“Without culture there is no city. We must recover the cultural ambition that made Barcelona great. Claiming its double Catalan and Spanish capital, its status as a bridge with Latin America and Europe”, said the new mayor Jaume Collboni in his inauguration speech on the 17th.

It alleviates this position a bit -obviously to outline and specify-, because an absentee of the electoral debate has been the subject of culture. And this despite the fact that, in its best moments, the Barcelona City Council has been cultural.

For Collboni it is not a new topic, since he was a councilor for this area in 2016-2017. It pays to do some memory to contextualize your step.

In contemporary times, Barcelona’s municipal management in culture, as in other areas, was socialist from 1979 to 2011. Continuity and a sense of direction facilitated numerous projects that radically changed the landscape, from the Library Plan to the Barcelona Institute of Culture (ICUB), in which Ferran Mascarell played a decisive role, or the participation in museums and centers promoted in that period such as the MNAC, the MACBA or the CCCB. Going through the thematic years, such as the one dedicated to Gaudí, and the reformulation of popular festivals such as La Mercè.

Of course, in that long and positive period in which the city’s cultural institutions were consolidated, there were also trains that let themselves escape, such as the Thyssen collection -on which Barcelona had, at least partially, an initial option- or the Arco fair. , which our gallery owners and institutions did not see clearly while IFEMA in Madrid did.

The Trias stage (2011-2015) continued projects already started, such as the Creation Factories launched from the ICUB by Jordi Martí when he was still in the orbit of the PSC. A strong commitment was made to popular identity culture -Trias had criticized the “excess” of urban cosmopolitanism – and its most striking milestones were the completion of the Center del Born, converted into a space for combative nationalist apology at the height of the procés, and the Museu of Cultures del Món, the commitment of the councilor Jaume Ciurana after the march on Montcada street and the city of the Barbier-Mueller Museum.

The Colau period has been changeable. First, culture spent a year assigned to the deputy mayor Jaume Asens, “overwhelmed”, according to his own confession, by his multiple occupations. Then the people responsible followed one another: firstly Berta Sureda, then Collboni (from the BComú-PSC government pact until its rupture by the former).

In Ada Colau’s second term, BComú took over the ICUB (with Joan Subirats in charge, and then Jordi Martí) while Xavier Marcé, for the PSC, took charge of the “creative industries”.

In this phase, the initiatives with the most visibility were the biennials of thought and science promoted by Subirats, and in the least positive chapter, the iron and ideological opposition to the Hermitage project.

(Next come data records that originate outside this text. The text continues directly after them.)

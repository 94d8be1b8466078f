//! 工作区 DAO - workspace 表

use rusqlite::{params, Connection, OptionalExtension, Row};

use super::{settings_from_sql, settings_to_sql};
use crate::error::Result;
use crate::storage::entities::Workspace;

const COLUMNS: &str = "id, name, settings, updated_at";

pub struct WorkspaceDao<'a> {
    conn: &'a Connection,
}

impl<'a> WorkspaceDao<'a> {
    pub fn new(conn: &'a Connection) -> Self {
        Self { conn }
    }

    pub fn get(&self, id: &str) -> Result<Option<Workspace>> {
        let sql = format!("SELECT {} FROM workspace WHERE id = ?1", COLUMNS);
        let ws = self
            .conn
            .query_row(&sql, params![id], row_to_workspace)
            .optional()?;
        Ok(ws)
    }

    pub fn upsert(&self, ws: &Workspace) -> Result<()> {
        let sql = r#"
            INSERT INTO workspace (id, name, settings, updated_at)
            VALUES (?1, ?2, ?3, ?4)
            ON CONFLICT(id) DO UPDATE SET
                name = excluded.name,
                settings = excluded.settings,
                updated_at = excluded.updated_at
        "#;
        self.conn.execute(
            sql,
            params![ws.id, ws.name, settings_to_sql(&ws.settings)?, ws.updated_at],
        )?;
        Ok(())
    }

    /// 最近修改的在前
    pub fn list(&self) -> Result<Vec<Workspace>> {
        let sql = format!("SELECT {} FROM workspace ORDER BY updated_at DESC", COLUMNS);
        let mut stmt = self.conn.prepare(&sql)?;
        let rows = stmt.query_map([], row_to_workspace)?;
        Ok(rows.collect::<rusqlite::Result<Vec<_>>>()?)
    }

    pub fn delete(&self, id: &str) -> Result<()> {
        self.conn.execute("DELETE FROM workspace WHERE id = ?1", params![id])?;
        Ok(())
    }
}

fn row_to_workspace(row: &Row<'_>) -> rusqlite::Result<Workspace> {
    Ok(Workspace {
        id: row.get(0)?,
        name: row.get(1)?,
        settings: settings_from_sql(2, row.get(2)?)?,
        updated_at: row.get(3)?,
    })
}

#[cfg(test)]
mod tests {
    use super::*;
    use crate::storage::dao::test_connection;
    use serde_json::json;

    #[test]
    fn upsert_get_and_list() {
        let conn = test_connection();
        let dao = WorkspaceDao::new(&conn);

        let mut ws = Workspace {
            id: "w1".into(),
            name: "Moodboard".into(),
            settings: Default::default(),
            updated_at: 10,
        };
        dao.upsert(&ws).unwrap();
        ws.settings.insert("camera".into(), json!({"x": 1, "y": 2, "zoom": 1.5}));
        ws.updated_at = 20;
        dao.upsert(&ws).unwrap();

        let loaded = dao.get("w1").unwrap().unwrap();
        assert_eq!(loaded, ws);
        assert_eq!(dao.list().unwrap().len(), 1);

        dao.delete("w1").unwrap();
        assert!(dao.get("w1").unwrap().is_none());
    }
}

In the aforementioned stage of Collboni 2016-2017, initiatives of some weight were undertaken: the resumption of the double capital agreement was negotiated with the Ministry of Culture, established at the time by Hereu and that Trias did not renew (agreement finally closed in 2021, with a contribution to the city of 20 million euros). The agreement with the Fira on the Victoria Eugenia pavilion was discussed; the conversion of the historic Borsí into a library; the metropolitan collaboration in the dance festival.

Among the things that did not come to fruition is the ambitious creation of the House of Letters in the vacant building at 99-115 Roc Boronat. He was going to dedicate himself to the ecosystem of the book of the city; it would supposedly house the Barcelona Ciutat Literària office, the Library Consortium and an International Book Observatory, accompanied by measures in favor of publishing. “We are world leaders in the sector and we want to continue to be so,” stated Collboni, with the intention of making clear a bid for a strong city.

But the building has not yet been restored, nor are its uses clear today; the Observatori did not see the light; Barcelona Ciutat Literària has lost a lot of steam. Like the fate of the Molino or the Arnau theatre, they are pending folders for the consistory that is now being released, and which in principle fall within the sphere of responsibility of Maria Eugènia Gay. Although, in public and in private, Collboni has been heard to comment on several occasions that if one day he reached the first seat of the city council he would like to do like some French mayors, who also reserved the area of ??culture for themselves.

Will the Casa de les Lletres resurface in the mandate of whoever was its promoter? Will it coexist with the other major book project underway, the State Public Library next to the Francia station, in which the Ministry of Culture and the city council participate, but which will be managed by the Generalitat?

Matters to meditate on in a few weeks that for the mayor will not be restful, but suitable for readings like the ones we recommend in the Cultura/s supplement this Saturday, wishing our readers good books and a very good summer.